In Blinders, Andy (Vincent Van Horn) understands this completely. After a very messy relationship imploded on him in Texas, he had no choice but to try to start anew. Selling his drum kit and packing up his meager belongings, he and his dog Juicebox move to the big city of Los Angeles. After moving in, he still finds himself pining over his previous girlfriend, scrolling through her Instagram feed in bed, obsessing over what was. So he decides to look up dive bars and ends up at The Rooster where he meets a woman named Sam (Christine Ko).
She was just stood-up and Andy, seeing a chance to make a human connection, asks to buy her a beer which leads to them chatting in a booth. Andy tells her about his previous relationship and how he thought everything was going well until he found her in bed with the gym teacher at the school they both taught at. Andy and Sam have instant chemistry and after asking if he’d like to get out of here, she calls a RYDE driver to take them to her home, where they drink beers and cuddle and it’s super nice.
The next day, while Andy is buying a coffee with his dog, he runs into the RYDE driver from the night before, who introduces himself as Roger (Michael Lee Joplin). After chatting a bit, Roger asks if he can have Andy’s number to maybe go get a beer sometime because, “it’s nice to have a genuine person to talk to in LA.” This feeling of loneliness and the desire for human connection is driven home when Andy FaceTimes his Texan friend Colton (Chase Joliet) to tell him about the woman he’s crushing on. Colton is caught up in his own world and doesn’t seem to care at all about Roger, now that he’s thousands of miles away. So Andy goes to get a drink with Roger and while Roger is a little odd, he actually listens to Andy. He allows him to vent and commiserates. Before the night is over, Roger tells him, “it’s just so easy to lie. Straight shooters like you and me...we’re a rare bird.”

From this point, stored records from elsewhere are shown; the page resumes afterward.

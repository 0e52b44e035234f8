//! Registry of rule sets keyed by model type.
//!
//! The registry is an ordinary value: construct it, register the model types,
//! then run any number of Read and Write calls against it. Registration needs
//! `&mut self`, so rule sets cannot change underneath an in-flight call, and a
//! shared `&MapperRegistry` can drive conversions from several threads.

use std::any::{Any, TypeId, type_name};
use std::collections::HashMap;
use std::collections::hash_map::Entry;
use std::fmt;

use crate::error::MapError;
use crate::pipeline::{read_rows, write_rows};
use crate::rule_set::RuleSet;
use crate::source::{RowSink, RowSource};

/// Type-erased view of a `RuleSet<T>`.
trait ErasedRuleSet: Send + Sync {
    fn as_any(&self) -> &dyn Any;
    fn as_any_mut(&mut self) -> &mut dyn Any;
    fn model_name(&self) -> &'static str;
    fn column_names(&self) -> Vec<&str>;
}

impl<T: 'static> ErasedRuleSet for RuleSet<T> {
    fn as_any(&self) -> &dyn Any {
        self
    }

    fn as_any_mut(&mut self) -> &mut dyn Any {
        self
    }

    fn model_name(&self) -> &'static str {
        type_name::<T>()
    }

    fn column_names(&self) -> Vec<&str> {
        self.columns()
    }
}

/// Summary of one registered model type.
#[derive(Debug, Clone, PartialEq, Eq)]
pub struct RegisteredType<'a> {
    pub type_name: &'static str,
    pub columns: Vec<&'a str>,
}

/// Maps each registered model type to its [`RuleSet`].
///
/// Lookup is by exact type; a wrapper or newtype around a registered model
/// has to be registered on its own.
#[derive(Default)]
pub struct MapperRegistry {
    rule_sets: HashMap<TypeId, Box<dyn ErasedRuleSet>>,
}

impl MapperRegistry {
    pub fn new() -> Self {
        Self::default()
    }

    /// Start a new, empty rule set for `T`, replacing any existing one.
    ///
    /// # Errors
    ///
    /// Returns [`MapError::UnregisteredType`] if the stored rule set cannot be
    /// read back as a `RuleSet<T>`.
    pub fn register_class<T: 'static>(&mut self) -> Result<&mut RuleSet<T>, MapError> {
        let entry = match self.rule_sets.entry(TypeId::of::<T>()) {
            Entry::Occupied(mut entry) => {
                tracing::warn!(
                    model = type_name::<T>(),
                    "replacing existing rule set; previous rules are discarded"
                );
                entry.insert(Box::new(RuleSet::<T>::new()));
                entry
            }
            Entry::Vacant(entry) => {
                tracing::debug!(model = type_name::<T>(), "registered model type");
                entry.insert_entry(Box::new(RuleSet::<T>::new()))
            }
        };

        entry
            .into_mut()
            .as_any_mut()
            .downcast_mut::<RuleSet<T>>()
            .ok_or_else(MapError::unregistered::<T>)
    }

    /// Drop the rule set for `T`. Unknown types are ignored.
    pub fn unregister_class<T: 'static>(&mut self) {
        if self.rule_sets.remove(&TypeId::of::<T>()).is_some() {
            tracing::debug!(model = type_name::<T>(), "unregistered model type");
        }
    }

    pub fn is_registered<T: 'static>(&self) -> bool {
        self.rule_sets.contains_key(&TypeId::of::<T>())
    }

    /// Rule set registered for `T`.
    pub fn rule_set<T: 'static>(&self) -> Option<&RuleSet<T>> {
        self.rule_sets
            .get(&TypeId::of::<T>())
            .and_then(|rules| rules.as_any().downcast_ref::<RuleSet<T>>())
    }

    /// Mutable access to the rule set registered for `T`.
    pub fn rule_set_mut<T: 'static>(&mut self) -> Option<&mut RuleSet<T>> {
        self.rule_sets
            .get_mut(&TypeId::of::<T>())
            .and_then(|rules| rules.as_any_mut().downcast_mut::<RuleSet<T>>())
    }

    /// Registered model types and their columns, sorted by type name.
    pub fn registered_types(&self) -> Vec<RegisteredType<'_>> {
        let mut types: Vec<RegisteredType<'_>> = self
            .rule_sets
            .values()
            .map(|rules| RegisteredType {
                type_name: rules.model_name(),
                columns: rules.column_names(),
            })
            .collect();
        types.sort_by(|a, b| a.type_name.cmp(b.type_name));
        types
    }

    /// Convert every row of `source` into a `T`.
    ///
    /// # Errors
    ///
    /// - [`MapError::UnregisteredType`] if `T` has no rule set
    /// - [`MapError::Conversion`] on the first cell that fails to convert
    /// - [`MapError::Source`] if the row source fails
    pub fn read<T, S>(&self, source: &mut S) -> Result<Vec<T>, MapError>
    where
        T: Default + 'static,
        S: RowSource + ?Sized,
    {
        let rules = self.require::<T>()?;
        read_rows(rules, source)
    }

    /// Write `instances` into `sink` and return the sink's finished output.
    ///
    /// # Errors
    ///
    /// - [`MapError::UnregisteredType`] if `T` has no rule set
    /// - [`MapError::Conversion`] on the first value that fails to render
    /// - [`MapError::Sink`] if the row sink fails
    pub fn write<T, K>(&self, instances: &[T], mut sink: K) -> Result<K::Output, MapError>
    where
        T: 'static,
        K: RowSink,
    {
        let rules = self.require::<T>()?;
        write_rows(rules, instances, &mut sink)?;
        sink.finish().map_err(MapError::row_sink)
    }

    fn require<T: 'static>(&self) -> Result<&RuleSet<T>, MapError> {
        self.rule_set::<T>().ok_or_else(MapError::unregistered::<T>)
    }
}

impl fmt::Debug for MapperRegistry {
    fn fmt(&self, f: &mut fmt::Formatter<'_>) -> fmt::Result {
        f.debug_struct("MapperRegistry")
            .field("types", &self.registered_types())
            .finish()
    }
}
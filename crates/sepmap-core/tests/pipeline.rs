//! Read/Write behavior of the registry pipeline over in-memory rows.

use sepmap_core::{
    ConvertError, MapError, MapperRegistry, PropertyRule, Records, RowSink, RowSource, write_rows,
};

#[derive(Debug, Clone, Default, PartialEq)]
struct Something {
    some_string_a: String,
    some_string_b: String,
    some_int: i32,
}

fn registry_with(b_rule: PropertyRule<Something, String>) -> MapperRegistry {
    let mut registry = MapperRegistry::new();
    registry
        .register_class::<Something>()
        .unwrap()
        .add_property(
            "A",
            |s: &Something| s.some_string_a.clone(),
            |s: &mut Something, v| s.some_string_a = v,
        )
        .unwrap()
        .add_rule("B", b_rule)
        .unwrap()
        .add_property(
            "I",
            |s: &Something| s.some_int,
            |s: &mut Something, v| s.some_int = v,
        )
        .unwrap();
    registry
}

fn b_rule() -> PropertyRule<Something, String> {
    PropertyRule::new(
        |s: &Something| s.some_string_b.clone(),
        |s: &mut Something, v| s.some_string_b = v,
    )
}

// ============================================================================
// Read
// ============================================================================

#[test]
fn read_applies_parse_function() {
    let registry = registry_with(b_rule().parse_with(str::to_uppercase));
    let rows = Records::new(["A", "B", "I"]).with_row(["raw", "transformed", "1"]);

    let result: Vec<Something> = registry.read(&mut rows.reader()).unwrap();

    assert_eq!(
        result,
        vec![Something {
            some_string_a: "raw".to_string(),
            some_string_b: "TRANSFORMED".to_string(),
            some_int: 1,
        }]
    );
}

#[test]
fn read_preserves_row_order() {
    let registry = registry_with(b_rule());
    let mut rows = Records::new(["A", "B", "I"]);
    for i in 0..5 {
        rows.push_row([format!("a{i}"), format!("b{i}"), i.to_string()]);
    }

    let result: Vec<Something> = registry.read(&mut rows.reader()).unwrap();

    let ints: Vec<i32> = result.iter().map(|s| s.some_int).collect();
    assert_eq!(ints, vec![0, 1, 2, 3, 4]);
    assert_eq!(result[3].some_string_a, "a3");
}

#[test]
fn read_ignores_unmapped_columns() {
    let registry = registry_with(b_rule());
    let rows = Records::new(["EXTRA", "I", "A"]).with_row(["ignored", "7", "x"]);

    let result: Vec<Something> = registry.read(&mut rows.reader()).unwrap();

    assert_eq!(result[0].some_int, 7);
    assert_eq!(result[0].some_string_a, "x");
}

#[test]
fn read_leaves_missing_columns_at_default() {
    let registry = registry_with(b_rule());
    let rows = Records::new(["A"]).with_row(["only-a"]);

    let result: Vec<Something> = registry.read(&mut rows.reader()).unwrap();

    assert_eq!(
        result[0],
        Something {
            some_string_a: "only-a".to_string(),
            ..Default::default()
        }
    );
}

#[test]
fn read_fails_fast_on_bad_cell() {
    let registry = registry_with(b_rule());
    let rows = Records::new(["A", "B", "I"])
        .with_row(["a", "b", "1"])
        .with_row(["a", "b", "2"])
        .with_row(["a", "b", "three"])
        .with_row(["a", "b", "4"]);

    let err = registry
        .read::<Something, _>(&mut rows.reader())
        .unwrap_err();

    match err {
        MapError::Conversion {
            column,
            row,
            source,
            ..
        } => {
            assert_eq!(column, "I");
            assert_eq!(row, 2);
            assert!(matches!(source, ConvertError::Parse { .. }));
        }
        other => panic!("unexpected error: {other}"),
    }
}

#[test]
fn read_surfaces_custom_parse_errors() {
    let registry = registry_with(b_rule().try_parse_with(|text| {
        if text.is_empty() {
            Err("B must not be empty")
        } else {
            Ok(text.to_string())
        }
    }));
    let rows = Records::new(["A", "B", "I"]).with_row(["a", "", "1"]);

    let err = registry
        .read::<Something, _>(&mut rows.reader())
        .unwrap_err();

    assert!(err.to_string().contains("B must not be empty"));
}

#[test]
fn read_unregistered_type_returns_error() {
    let registry = MapperRegistry::new();
    let rows = Records::new(["A"]).with_row(["a"]);

    let result = registry.read::<Something, _>(&mut rows.reader());

    assert!(matches!(result, Err(MapError::UnregisteredType { .. })));
}

/// Source whose header changes from row to row.
struct VaryingRows {
    rows: Vec<(Vec<String>, Vec<String>)>,
    current: Option<usize>,
}

impl RowSource for VaryingRows {
    type Error = std::io::Error;

    fn next_row(&mut self) -> Result<bool, Self::Error> {
        let next = self.current.map_or(0, |i| i + 1);
        if next == 1 && self.rows.len() == 1 {
            return Err(std::io::Error::other("stream truncated"));
        }
        self.current = Some(next);
        Ok(next < self.rows.len())
    }

    fn header(&self) -> &[String] {
        self.current.map_or(&[][..], |i| self.rows[i].0.as_slice())
    }

    fn cell(&self, column: &str) -> Option<&str> {
        let (header, cells) = &self.rows[self.current?];
        let idx = header.iter().position(|h| h == column)?;
        cells.get(idx).map(String::as_str)
    }
}

fn strings(values: &[&str]) -> Vec<String> {
    values.iter().map(|v| (*v).to_string()).collect()
}

#[test]
fn read_uses_each_rows_own_header() {
    let registry = registry_with(b_rule());
    let mut source = VaryingRows {
        rows: vec![
            (strings(&["A", "I"]), strings(&["first", "1"])),
            (strings(&["I", "B"]), strings(&["2", "second"])),
        ],
        current: None,
    };

    let result: Vec<Something> = registry.read(&mut source).unwrap();

    assert_eq!(result.len(), 2);
    assert_eq!(result[0].some_string_a, "first");
    assert_eq!(result[0].some_string_b, "");
    assert_eq!(result[1].some_int, 2);
    assert_eq!(result[1].some_string_b, "second");
}

#[test]
fn read_surfaces_source_errors() {
    let registry = registry_with(b_rule());
    let mut source = VaryingRows {
        rows: vec![(strings(&["A"]), strings(&["a"]))],
        current: None,
    };

    let err = registry.read::<Something, _>(&mut source).unwrap_err();

    assert!(matches!(err, MapError::Source { row: 1, .. }));
}

// ============================================================================
// Write
// ============================================================================

#[test]
fn write_applies_format_function() {
    let registry = registry_with(b_rule().format_with(|v| v.to_lowercase()));
    let items = vec![Something {
        some_string_a: "raw".to_string(),
        some_string_b: "TRANSFORMED".to_string(),
        some_int: 1,
    }];

    let records = registry.write(&items, Records::writer()).unwrap();

    assert_eq!(
        records,
        Records::new(["A", "B", "I"]).with_row(["raw", "transformed", "1"])
    );
}

#[test]
fn write_uses_registration_order() {
    let mut registry = MapperRegistry::new();
    registry
        .register_class::<Something>()
        .unwrap()
        .add_property(
            "I",
            |s: &Something| s.some_int,
            |s: &mut Something, v| s.some_int = v,
        )
        .unwrap()
        .add_property(
            "A",
            |s: &Something| s.some_string_a.clone(),
            |s: &mut Something, v| s.some_string_a = v,
        )
        .unwrap();

    let items = vec![Something {
        some_string_a: "a".to_string(),
        some_string_b: "not written".to_string(),
        some_int: 9,
    }];
    let records = registry.write(&items, Records::writer()).unwrap();

    assert_eq!(records.header, vec!["I", "A"]);
    assert_eq!(records.rows, vec![vec!["9", "a"]]);
}

#[test]
fn write_emits_header_for_empty_input() {
    let registry = registry_with(b_rule());

    let records = registry
        .write::<Something, _>(&[], Records::writer())
        .unwrap();

    assert_eq!(records.header, vec!["A", "B", "I"]);
    assert!(records.rows.is_empty());
}

#[test]
fn write_failure_does_not_emit_partial_row() {
    let mut registry = MapperRegistry::new();
    registry
        .register_class::<Something>()
        .unwrap()
        .add_property(
            "A",
            |s: &Something| s.some_string_a.clone(),
            |s: &mut Something, v| s.some_string_a = v,
        )
        .unwrap()
        .add_rule(
            "I",
            PropertyRule::new(
                |s: &Something| s.some_int,
                |s: &mut Something, v| s.some_int = v,
            )
            .try_format_with(|v| {
                if *v < 0 {
                    Err("negative")
                } else {
                    Ok(v.to_string())
                }
            }),
        )
        .unwrap();

    let items = vec![
        Something {
            some_int: 1,
            ..Default::default()
        },
        Something {
            some_string_a: "bad".to_string(),
            some_int: -1,
            ..Default::default()
        },
    ];

    let rules = registry.rule_set::<Something>().unwrap();
    let mut sink = Records::writer();
    let err = write_rows(rules, &items, &mut sink).unwrap_err();
    assert!(matches!(err, MapError::Conversion { row: 1, .. }));

    let written = sink.finish().unwrap();
    assert_eq!(written.rows, vec![vec!["", "1"]]);
}

// ============================================================================
// Round trip
// ============================================================================

#[test]
fn write_then_read_reproduces_instances() {
    let registry = registry_with(
        b_rule()
            .parse_with(|text| text.replace("\\n", "\n"))
            .format_with(|v| v.replace('\n', "\\n")),
    );
    let items = vec![
        Something {
            some_string_a: "first".to_string(),
            some_string_b: "multi\nline".to_string(),
            some_int: -3,
        },
        Something::default(),
    ];

    let records = registry.write(&items, Records::writer()).unwrap();
    let back: Vec<Something> = registry.read(&mut records.reader()).unwrap();

    assert_eq!(back, items);
}

#[test]
fn concurrent_reads_share_registry() {
    #[derive(Debug, Default, PartialEq)]
    struct Other {
        code: String,
    }

    let mut registry = registry_with(b_rule());
    registry
        .register_class::<Other>()
        .unwrap()
        .add_property("CODE", |o: &Other| o.code.clone(), |o: &mut Other, v| o.code = v)
        .unwrap();
    let registry = &registry;

    std::thread::scope(|scope| {
        let somethings = scope.spawn(move || {
            let rows = Records::new(["I"]).with_row(["5"]);
            registry.read::<Something, _>(&mut rows.reader()).unwrap()
        });
        let others = scope.spawn(move || {
            let rows = Records::new(["CODE"]).with_row(["X1"]);
            registry.read::<Other, _>(&mut rows.reader()).unwrap()
        });

        assert_eq!(somethings.join().unwrap()[0].some_int, 5);
        assert_eq!(others.join().unwrap()[0].code, "X1");
    });
}
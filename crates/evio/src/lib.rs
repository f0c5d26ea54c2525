//! # evio - Event-driven non-blocking I/O
//!
//! Single-threaded async I/O on top of epoll. Sockets, pipes and
//! character devices are driven by readiness; regular files and other
//! blocking calls run on a small worker pool and resume the calling task
//! when they finish.
//!
//! ## Features
//!
//! - **Streams**: parser-driven reads, scatter writes, `TCP_CORK`
//! - **Files**: read/write/seek through the async job bridge
//! - **Zero-copy**: `sendfile` from a file to a stream
//! - **Servers**: `accept`, and `autospawn` for one task per connection
//! - **Sources**: TCP connect/listen, `popen`, stdio
//!
//! ## Quick Start
//!
//! ```ignore
//! use evio::{tcp4_listen, EventLoop, Line, Stream};
//!
//! fn main() -> evio::Result<()> {
//!     let ev = EventLoop::new()?;
//!     ev.block_on(async {
//!         let server = tcp4_listen("*", 7000, 128).await?;
//!         server
//!             .autospawn(|conn: Stream| async move {
//!                 while let Ok(line) = conn.read(Line::new()).await {
//!                     if conn.write(&[&line[..], &b"\n"[..]]).await.is_err() {
//!                         break;
//!                     }
//!                 }
//!             })
//!             .await
//!     })?
//! }
//! ```
//!
//! ## Architecture
//!
//! ```text
//! ┌─────────────────────────────────────────────────────────────┐
//! │                       User tasks                            │
//! │      Stream / File / Server, open, popen, tcp_connect       │
//! └─────────────────────────────────────────────────────────────┘
//!                │                               │
//!     would block│                        blocking│syscall
//!                ▼                               ▼
//! ┌──────────────────────────────┐   ┌──────────────────────────┐
//! │   Reactor (epoll)            │   │   Async job bridge       │
//! │   read/write slot per fd     │   │   pool workers → eventfd │
//! └──────────────────────────────┘   └──────────────────────────┘
//!                │                               │
//!                └───────────────┬───────────────┘
//!                                ▼
//!                ┌───────────────────────────────┐
//!                │  Event loop (one per thread)  │
//!                │  ready queue, reap, block_on  │
//!                └───────────────────────────────┘
//! ```

mod waiter;
mod net;

pub mod stream;
pub mod file;
pub mod transfer;
pub mod server;
pub mod tcp;
pub mod popen;
pub mod stdio;

#[cfg(test)]
pub(crate) mod testing;

// Re-export core types
pub use evio_core::{
    EndReason,
    Errno,
    Error,
    Result,
    InputBuffer,
    INPUT_BUFFER_SIZE,
    All,
    Available,
    Line,
    Parse,
    Parser,
    Target,
};

// Re-export kprint macros for debug logging
pub use evio_core::{kprintln, kerror, kwarn, kinfo, kdebug, ktrace};
pub use evio_core::kprint::{LogLevel, init as init_logging, set_log_level, set_flush_enabled};

// Re-export env utilities
pub use evio_core::{env_get, env_get_bool, env_get_millis, env_get_opt};

// Re-export runtime types
pub use evio_runtime::{
    LoopConfig,
    PoolConfig,
    EventLoop,
    Handle,
    JoinHandle,
    JobFuture,
    JobId,
    Interest,
    execute,
    spawn,
    yield_now,
    async_config,
    execute_detached,
};

pub use file::{open, File, Opened, Whence};
pub use popen::popen;
pub use server::Server;
pub use stdio::{stderr, stdin, stdout};
pub use stream::Stream;
pub use tcp::{tcp4_listen, tcp6_listen, tcp_connect};
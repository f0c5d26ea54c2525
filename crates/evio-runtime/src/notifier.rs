//! Cross-thread wake source for the event loop.
//!
//! Worker threads finishing a job, and wakers fired off the loop thread,
//! write to the loop's eventfd. The fd is permanently registered with
//! the reactor, so `epoll_wait` returns and the loop drains its ready and
//! completion queues.
//!
//! Coalescing: multiple calls to `notify()` before the loop reads the
//! eventfd result in a single wakeup (eventfd counter semantics).

use evio_core::{Error, Errno, Result};

use std::os::unix::io::RawFd;

/// Wakes the event loop from another thread.
///
/// **Contract:**
/// - `notify()` must NEVER block.
/// - Multiple calls before the loop wakes are coalesced.
pub trait Notifier: Send + Sync {
    fn notify(&self) -> Result<()>;
}

pub struct EventFdNotifier {
    fd: RawFd,
}

impl EventFdNotifier {
    /// Create a new non-blocking eventfd. The notifier closes it on drop.
    pub fn create() -> Result<Self> {
        let fd = unsafe { libc::eventfd(0, libc::EFD_NONBLOCK | libc::EFD_CLOEXEC) };
        if fd < 0 {
            return Err(Error::last_os_error());
        }
        Ok(Self { fd })
    }

    pub fn fd(&self) -> RawFd {
        self.fd
    }

    /// Reset the counter after a wakeup. Returns the number of coalesced
    /// notifications, 0 if none were pending.
    pub fn drain(&self) -> u64 {
        let mut val: u64 = 0;
        let ret = unsafe {
            libc::read(
                self.fd,
                &mut val as *mut u64 as *mut libc::c_void,
                std::mem::size_of::<u64>(),
            )
        };
        if ret < 0 {
            0
        } else {
            val
        }
    }
}

impl Notifier for EventFdNotifier {
    fn notify(&self) -> Result<()> {
        let val: u64 = 1;
        let ret = unsafe {
            libc::write(
                self.fd,
                &val as *const u64 as *const libc::c_void,
                std::mem::size_of::<u64>(),
            )
        };
        if ret < 0 {
            let errno = Errno::last();
            // Counter saturated: a wakeup is already pending.
            if errno == Errno::EAGAIN {
                return Ok(());
            }
            return Err(Error::Os(errno));
        }
        Ok(())
    }
}

impl Drop for EventFdNotifier {
    fn drop(&mut self) {
        if self.fd >= 0 {
            unsafe {
                libc::close(self.fd);
            }
            self.fd = -1;
        }
    }
}

#[cfg(test)]
mod tests {
    use super::*;
    use std::sync::Arc;

    #[test]
    fn test_notifications_coalesce() {
        let n = EventFdNotifier::create().unwrap();
        assert_eq!(n.drain(), 0);
        n.notify().unwrap();
        n.notify().unwrap();
        n.notify().unwrap();
        assert_eq!(n.drain(), 3);
        assert_eq!(n.drain(), 0);
    }

    #[test]
    fn test_notify_from_other_thread() {
        let n = Arc::new(EventFdNotifier::create().unwrap());
        let remote = Arc::clone(&n);
        std::thread::spawn(move || remote.notify().unwrap())
            .join()
            .unwrap();
        assert_eq!(n.drain(), 1);
    }
}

But as Andy tries to nurture a burgeoning relationship with Sam, Roger becomes incessantly obsessed with Andy, blowing up his phone with texts. It escalates as Roger follows Andy on a walk with Sam, calling Andy to catch him in a lie. And when Andy blows him off and then ghosts him, Roger’s obsession turns dangerous.
For most of the runtime Blinders feels like a standard paranoid thriller. Andy is a typical, unlucky protagonist who looks for a human connection in a city that doesn’t care about him and ends up finding the wrong kind of connection. Where the more he tries to extricate from his situation, Roger becomes more and more attached. The script by Dash Hawkins and Tyler Savage (also the director) runs through the gamut of standard tropes as Roger finds ways to get into Andy’s apartment to set up cameras, sends compromising photos and basically does everything in his power to make Andy’s life miserable. It works if only because of the budding relationship between Andy and Sam. Their chemistry is strong and you want to see them thrive. And besides Andy didn’t really do anything terrible to Roger.
As someone who did have an unfortunate situation with a person I thought was a friend, some of the events that happened in Blinders took on a different kind intensity than it might for others. And Tyler and Dash are able to wring every bit of tension out of a slight premise by showing just how out of control the situation is and how hard it is to find safety when you’ve been violated the way Andy has been. From the cops writing it off as a “domestic dispute” to the blame-the-victim route of saying, “You probably antagonized him,” Andy has nowhere to turn.
What I found most fascinating about Blinders is how the film is able to put the blinders on the viewer for most of the film. In between the genre tropes and the annoying stalker we’ve seen countless times, the film also manages to pull the rug out a few times by subverting expectations. In a cinematic landscape dominated by women victims, Blinders flips the script by focusing on a powerless male figure. And while Sam, the only female character in the film, feels like a foil to Andy’s struggles, she became my favorite character as the credits rolled.
Blinders is a movie that you feel like you’ve seen countless times before until it becomes something quite different. Where even a corny moment of Roger remotely controlling Andy’s computer while Andy watches on in horror, unable to do something, turns into a fascinating third act. Blinders surprised me by pitting my own expectations against myself and, for that, I commend it.